Exercise brief ▸
Report how many lines contain the word "field" in the listing that follows. Give nothing besides the number.

─── Provided records ───

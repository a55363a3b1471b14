//! Configuration system for the prayerlink client
//!
//! Configuration is loaded from a TOML file with serde defaults for every
//! field, so an empty file (or no file at all) yields a working local setup.
//! The broker URL can be given directly, or derived from the page origin the
//! client is embedded behind (`https` origins map to `wss`, `http` to `ws`).

use serde::{Deserialize, Serialize};
use std::path::Path;
use std::time::Duration;
use thiserror::Error;
use url::Url;

/// Main client configuration structure
#[derive(Debug, Clone, Serialize, Deserialize, PartialEq, Default)]
pub struct ClientConfig {
    #[serde(default)]
    pub broker: BrokerSection,
    #[serde(default)]
    pub backoff: BackoffSection,
    #[serde(default)]
    pub batch: BatchSection,
}

/// Broker connection settings
#[derive(Debug, Clone, Serialize, Deserialize, PartialEq)]
pub struct BrokerSection {
    /// Explicit WebSocket broker URL (ws:// or wss://). Takes precedence
    /// over `page_origin` when set.
    pub url: Option<String>,
    /// HTTP(S) origin to derive the broker URL from when `url` is unset.
    /// Scheme maps https -> wss and http -> ws; the broker endpoint path
    /// is `/ws` on the same host.
    pub page_origin: Option<String>,
    /// Heartbeat interval in seconds, used in both directions (default: 10)
    #[serde(default = "default_heartbeat_secs")]
    pub heartbeat_secs: u64,
    /// Connect attempt timeout in seconds (default: 15)
    #[serde(default = "default_connect_timeout_secs")]
    pub connect_timeout_secs: u64,
}

fn default_heartbeat_secs() -> u64 {
    10
}

fn default_connect_timeout_secs() -> u64 {
    15
}

impl Default for BrokerSection {
    fn default() -> Self {
        Self {
            url: None,
            page_origin: None,
            heartbeat_secs: default_heartbeat_secs(),
            connect_timeout_secs: default_connect_timeout_secs(),
        }
    }
}

/// Reconnection backoff settings
#[derive(Debug, Clone, Serialize, Deserialize, PartialEq)]
pub struct BackoffSection {
    /// Delay before the first retry in milliseconds (default: 1000)
    #[serde(default = "default_initial_delay_ms")]
    pub initial_delay_ms: u64,
    /// Upper bound on the retry delay in milliseconds (default: 30000)
    #[serde(default = "default_max_delay_ms")]
    pub max_delay_ms: u64,
    /// Multiplier applied per attempt (default: 2.0)
    #[serde(default = "default_multiplier")]
    pub multiplier: f64,
    /// Symmetric jitter fraction in [0, 1] (default: 0.1)
    #[serde(default = "default_jitter_factor")]
    pub jitter_factor: f64,
}

fn default_initial_delay_ms() -> u64 {
    1000
}

fn default_max_delay_ms() -> u64 {
    30_000
}

fn default_multiplier() -> f64 {
    2.0
}

fn default_jitter_factor() -> f64 {
    0.1
}

impl Default for BackoffSection {
    fn default() -> Self {
        Self {
            initial_delay_ms: default_initial_delay_ms(),
            max_delay_ms: default_max_delay_ms(),
            multiplier: default_multiplier(),
            jitter_factor: default_jitter_factor(),
        }
    }
}

/// Action batching settings
#[derive(Debug, Clone, Serialize, Deserialize, PartialEq)]
pub struct BatchSection {
    /// Flush interval for accumulated actions in milliseconds (default: 500)
    #[serde(default = "default_flush_interval_ms")]
    pub flush_interval_ms: u64,
}

fn default_flush_interval_ms() -> u64 {
    500
}

impl Default for BatchSection {
    fn default() -> Self {
        Self {
            flush_interval_ms: default_flush_interval_ms(),
        }
    }
}

/// Configuration loading errors
#[derive(Debug, Error)]
pub enum ConfigError {
    #[error("Failed to read config file: {0}")]
    FileRead(#[from] std::io::Error),
    #[error("Failed to parse TOML: {0}")]
    TomlParse(#[from] toml::de::Error),
    #[error("Invalid broker URL: {0}")]
    InvalidBrokerUrl(String),
    #[error("Invalid configuration: {0}")]
    InvalidConfig(String),
}

impl ClientConfig {
    /// Load configuration from a TOML file and validate it
    pub fn load_from_file(path: &Path) -> Result<Self, ConfigError> {
        let content = std::fs::read_to_string(path)?;
        let config: ClientConfig = toml::from_str(&content)?;
        config.validate()?;
        Ok(config)
    }

    /// Validate cross-field invariants
    pub fn validate(&self) -> Result<(), ConfigError> {
        if self.backoff.initial_delay_ms == 0 {
            return Err(ConfigError::InvalidConfig(
                "backoff.initial_delay_ms must be greater than 0".to_string(),
            ));
        }
        if self.backoff.max_delay_ms < self.backoff.initial_delay_ms {
            return Err(ConfigError::InvalidConfig(
                "backoff.max_delay_ms must be >= backoff.initial_delay_ms".to_string(),
            ));
        }
        if self.backoff.multiplier < 1.0 {
            return Err(ConfigError::InvalidConfig(
                "backoff.multiplier must be >= 1".to_string(),
            ));
        }
        if !(0.0..=1.0).contains(&self.backoff.jitter_factor) {
            return Err(ConfigError::InvalidConfig(
                "backoff.jitter_factor must be within [0, 1]".to_string(),
            ));
        }
        if self.batch.flush_interval_ms == 0 {
            return Err(ConfigError::InvalidConfig(
                "batch.flush_interval_ms must be greater than 0".to_string(),
            ));
        }
        if self.broker.heartbeat_secs == 0 {
            return Err(ConfigError::InvalidConfig(
                "broker.heartbeat_secs must be greater than 0".to_string(),
            ));
        }
        Ok(())
    }

    /// Resolve the effective WebSocket broker URL.
    ///
    /// Precedence: explicit `broker.url`, then derivation from
    /// `broker.page_origin`, then the local development default.
    pub fn resolve_broker_url(&self) -> Result<String, ConfigError> {
        if let Some(url) = &self.broker.url {
            let parsed =
                Url::parse(url).map_err(|_| ConfigError::InvalidBrokerUrl(url.clone()))?;
            if parsed.scheme() != "ws" && parsed.scheme() != "wss" {
                return Err(ConfigError::InvalidBrokerUrl(url.clone()));
            }
            return Ok(url.clone());
        }

        if let Some(origin) = &self.broker.page_origin {
            return derive_ws_url(origin);
        }

        Ok("ws://localhost:8080/ws".to_string())
    }

    /// Heartbeat interval as a [`Duration`]
    pub fn heartbeat_interval(&self) -> Duration {
        Duration::from_secs(self.broker.heartbeat_secs)
    }

    /// Connect attempt timeout as a [`Duration`]
    pub fn connect_timeout(&self) -> Duration {
        Duration::from_secs(self.broker.connect_timeout_secs)
    }

    /// Flush interval as a [`Duration`]
    pub fn flush_interval(&self) -> Duration {
        Duration::from_millis(self.batch.flush_interval_ms)
    }
}

/// Derive a broker URL from an HTTP(S) page origin: https -> wss, http -> ws,
/// endpoint path `/ws` on the same host.
pub fn derive_ws_url(origin: &str) -> Result<String, ConfigError> {
    let parsed = Url::parse(origin).map_err(|_| ConfigError::InvalidBrokerUrl(origin.to_string()))?;

    let ws_scheme = match parsed.scheme() {
        "https" => "wss",
        "http" => "ws",
        _ => return Err(ConfigError::InvalidBrokerUrl(origin.to_string())),
    };

    let host = parsed
        .host_str()
        .ok_or_else(|| ConfigError::InvalidBrokerUrl(origin.to_string()))?;

    Ok(match parsed.port() {
        Some(port) => format!("{ws_scheme}://{host}:{port}/ws"),
        None => format!("{ws_scheme}://{host}/ws"),
    })
}

#[cfg(test)]
mod tests {
    use super::*;
    use std::io::Write;

    #[test]
    fn test_empty_config_uses_defaults() {
        let config: ClientConfig = toml::from_str("").unwrap();
        assert_eq!(config.broker.heartbeat_secs, 10);
        assert_eq!(config.backoff.initial_delay_ms, 1000);
        assert_eq!(config.backoff.max_delay_ms, 30_000);
        assert_eq!(config.backoff.multiplier, 2.0);
        assert_eq!(config.backoff.jitter_factor, 0.1);
        assert_eq!(config.batch.flush_interval_ms, 500);
        assert!(config.validate().is_ok());
    }

    #[test]
    fn test_partial_config_overrides() {
        let toml_content = r#"
[broker]
url = "wss://feed.example.com/ws"

[backoff]
initial_delay_ms = 250
max_delay_ms = 10000

[batch]
flush_interval_ms = 200
"#;
        let config: ClientConfig = toml::from_str(toml_content).unwrap();
        assert_eq!(config.broker.url.as_deref(), Some("wss://feed.example.com/ws"));
        assert_eq!(config.backoff.initial_delay_ms, 250);
        assert_eq!(config.backoff.multiplier, 2.0); // untouched default
        assert_eq!(config.batch.flush_interval_ms, 200);
    }

    #[test]
    fn test_load_from_file() {
        let mut file = tempfile::NamedTempFile::new().unwrap();
        writeln!(file, "[broker]\nurl = \"ws://localhost:9999/ws\"").unwrap();

        let config = ClientConfig::load_from_file(file.path()).unwrap();
        assert_eq!(config.resolve_broker_url().unwrap(), "ws://localhost:9999/ws");
    }

    #[test]
    fn test_validate_rejects_zero_initial_delay() {
        let mut config = ClientConfig::default();
        config.backoff.initial_delay_ms = 0;
        assert!(config.validate().is_err());
    }

    #[test]
    fn test_validate_rejects_max_below_initial() {
        let mut config = ClientConfig::default();
        config.backoff.initial_delay_ms = 5000;
        config.backoff.max_delay_ms = 1000;
        assert!(config.validate().is_err());
    }

    #[test]
    fn test_validate_rejects_multiplier_below_one() {
        let mut config = ClientConfig::default();
        config.backoff.multiplier = 0.5;
        assert!(config.validate().is_err());
    }

    #[test]
    fn test_validate_rejects_out_of_range_jitter() {
        let mut config = ClientConfig::default();
        config.backoff.jitter_factor = 1.5;
        assert!(config.validate().is_err());
    }

    #[test]
    fn test_resolve_prefers_explicit_url() {
        let mut config = ClientConfig::default();
        config.broker.url = Some("wss://broker.example.com/ws".to_string());
        config.broker.page_origin = Some("https://other.example.com".to_string());
        assert_eq!(
            config.resolve_broker_url().unwrap(),
            "wss://broker.example.com/ws"
        );
    }

    #[test]
    fn test_resolve_rejects_non_ws_scheme() {
        let mut config = ClientConfig::default();
        config.broker.url = Some("https://broker.example.com/ws".to_string());
        assert!(matches!(
            config.resolve_broker_url(),
            Err(ConfigError::InvalidBrokerUrl(_))
        ));
    }

    #[test]
    fn test_derive_ws_url_scheme_mapping() {
        assert_eq!(
            derive_ws_url("https://prayer.example.com").unwrap(),
            "wss://prayer.example.com/ws"
        );
        assert_eq!(
            derive_ws_url("http://localhost:8080").unwrap(),
            "ws://localhost:8080/ws"
        );
    }

    #[test]
    fn test_derive_ws_url_rejects_other_schemes() {
        assert!(derive_ws_url("ftp://example.com").is_err());
        assert!(derive_ws_url("not a url").is_err());
    }
}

───

Exercise response ▸
2